__Task description__
This exercise calls for the line with "let status = response.status();", the line with "async fn stock(&self, id: ProductId)", and all lines between them in the material below, output exactly and with no other lines.

────────

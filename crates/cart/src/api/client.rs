//! Storefront REST API client.
//!
//! Uses `reqwest` for HTTP. Caches catalog products using `moka`
//! (TTL from [`ApiConfig::catalog_cache_ttl`]).

use std::sync::Arc;

use async_trait::async_trait;
use moka::future::Cache;
use rocketshoes_core::{Product, ProductId, Stock};
use serde::de::DeserializeOwned;
use tracing::{debug, instrument};
use url::Url;

use super::{ApiError, Catalog, StockLookup};
use crate::config::ApiConfig;

/// Upper bound on cached catalog entries.
const CATALOG_CACHE_CAPACITY: u64 = 1000;

// =============================================================================
// ApiClient
// =============================================================================

/// Client for the storefront product and stock endpoints.
///
/// Cheap to clone; clones share the connection pool and catalog cache.
#[derive(Clone)]
pub struct ApiClient {
    inner: Arc<ApiClientInner>,
}

struct ApiClientInner {
    client: reqwest::Client,
    base_url: Url,
    catalog_cache: Option<Cache<ProductId, Product>>,
}

impl ApiClient {
    /// Create a new API client.
    ///
    /// # Errors
    ///
    /// Returns error if the HTTP client fails to build.
    pub fn new(config: &ApiConfig) -> Result<Self, ApiError> {
        let mut builder = reqwest::Client::builder();
        if let Some(timeout) = config.timeout {
            builder = builder.timeout(timeout);
        }
        let client = builder.build()?;

        let catalog_cache = (!config.catalog_cache_ttl.is_zero()).then(|| {
            Cache::builder()
                .max_capacity(CATALOG_CACHE_CAPACITY)
                .time_to_live(config.catalog_cache_ttl)
                .build()
        });

        Ok(Self {
            inner: Arc::new(ApiClientInner {
                client,
                base_url: config.base_url.clone(),
                catalog_cache,
            }),
        })
    }

    /// Fetch and decode a JSON resource relative to the base URL.
    async fn get_json<T: DeserializeOwned>(&self, path: &str) -> Result<T, ApiError> {
        let url = self
            .inner
            .base_url
            .join(path)
            .map_err(|e| ApiError::Parse(format!("Invalid request path {path}: {e}")))?;

        let response = self.inner.client.get(url).send().await?;
        let status = response.status();

        if status == reqwest::StatusCode::NOT_FOUND {
            return Err(ApiError::NotFound(path.to_string()));
        }

        if !status.is_success() {
            let message = response.text().await.unwrap_or_default();
            tracing::error!(
                status = %status,
                body = %message.chars().take(200).collect::<String>(),
                "Storefront API returned non-success status"
            );
            return Err(ApiError::Api {
                status: status.as_u16(),
                message,
            });
        }

        response
            .json::<T>()
            .await
            .map_err(|e| ApiError::Parse(e.to_string()))
    }
}

/// Reject a payload whose id differs from the one requested.
fn ensure_id(requested: ProductId, returned: ProductId) -> Result<(), ApiError> {
    if requested == returned {
        Ok(())
    } else {
        Err(ApiError::Parse(format!(
            "requested product {requested} but API returned {returned}"
        )))
    }
}

#[async_trait]
impl Catalog for ApiClient {
    #[instrument(skip(self))]
    async fn product(&self, id: ProductId) -> Result<Product, ApiError> {
        if let Some(cache) = &self.inner.catalog_cache
            && let Some(product) = cache.get(&id).await
        {
            debug!("Cache hit for product");
            return Ok(product);
        }

        let product: Product = self.get_json(&format!("products/{id}")).await?;
        ensure_id(id, product.id)?;

        if let Some(cache) = &self.inner.catalog_cache {
            cache.insert(id, product.clone()).await;
        }

        Ok(product)
    }
}

#[async_trait]
impl StockLookup for ApiClient {
    #[instrument(skip(self))]
    async fn stock(&self, id: ProductId) -> Result<Stock, ApiError> {
        let stock: Stock = self.get_json(&format!("stock/{id}")).await?;
        ensure_id(id, stock.id)?;
        Ok(stock)
    }
}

────────

__Response to the task__
        let status = response.status();

        if status == reqwest::StatusCode::NOT_FOUND {
            return Err(ApiError::NotFound(path.to_string()));
        }

        if !status.is_success() {
            let message = response.text().await.unwrap_or_default();
            tracing::error!(
                status = %status,
                body = %message.chars().take(200).collect::<String>(),
                "Storefront API returned non-success status"
            );
            return Err(ApiError::Api {
                status: status.as_u16(),
                message,
            });
        }

        response
            .json::<T>()
            .await
            .map_err(|e| ApiError::Parse(e.to_string()))
    }
}

/// Reject a payload whose id differs from the one requested.
fn ensure_id(requested: ProductId, returned: ProductId) -> Result<(), ApiError> {
    if requested == returned {
        Ok(())
    } else {
        Err(ApiError::Parse(format!(
            "requested product {requested} but API returned {returned}"
        )))
    }
}

#[async_trait]
impl Catalog for ApiClient {
    #[instrument(skip(self))]
    async fn product(&self, id: ProductId) -> Result<Product, ApiError> {
        if let Some(cache) = &self.inner.catalog_cache
            && let Some(product) = cache.get(&id).await
        {
            debug!("Cache hit for product");
            return Ok(product);
        }

        let product: Product = self.get_json(&format!("products/{id}")).await?;
        ensure_id(id, product.id)?;

        if let Some(cache) = &self.inner.catalog_cache {
            cache.insert(id, product.clone()).await;
        }

        Ok(product)
    }
}

#[async_trait]
impl StockLookup for ApiClient {
    #[instrument(skip(self))]
    async fn stock(&self, id: ProductId) -> Result<Stock, ApiError> {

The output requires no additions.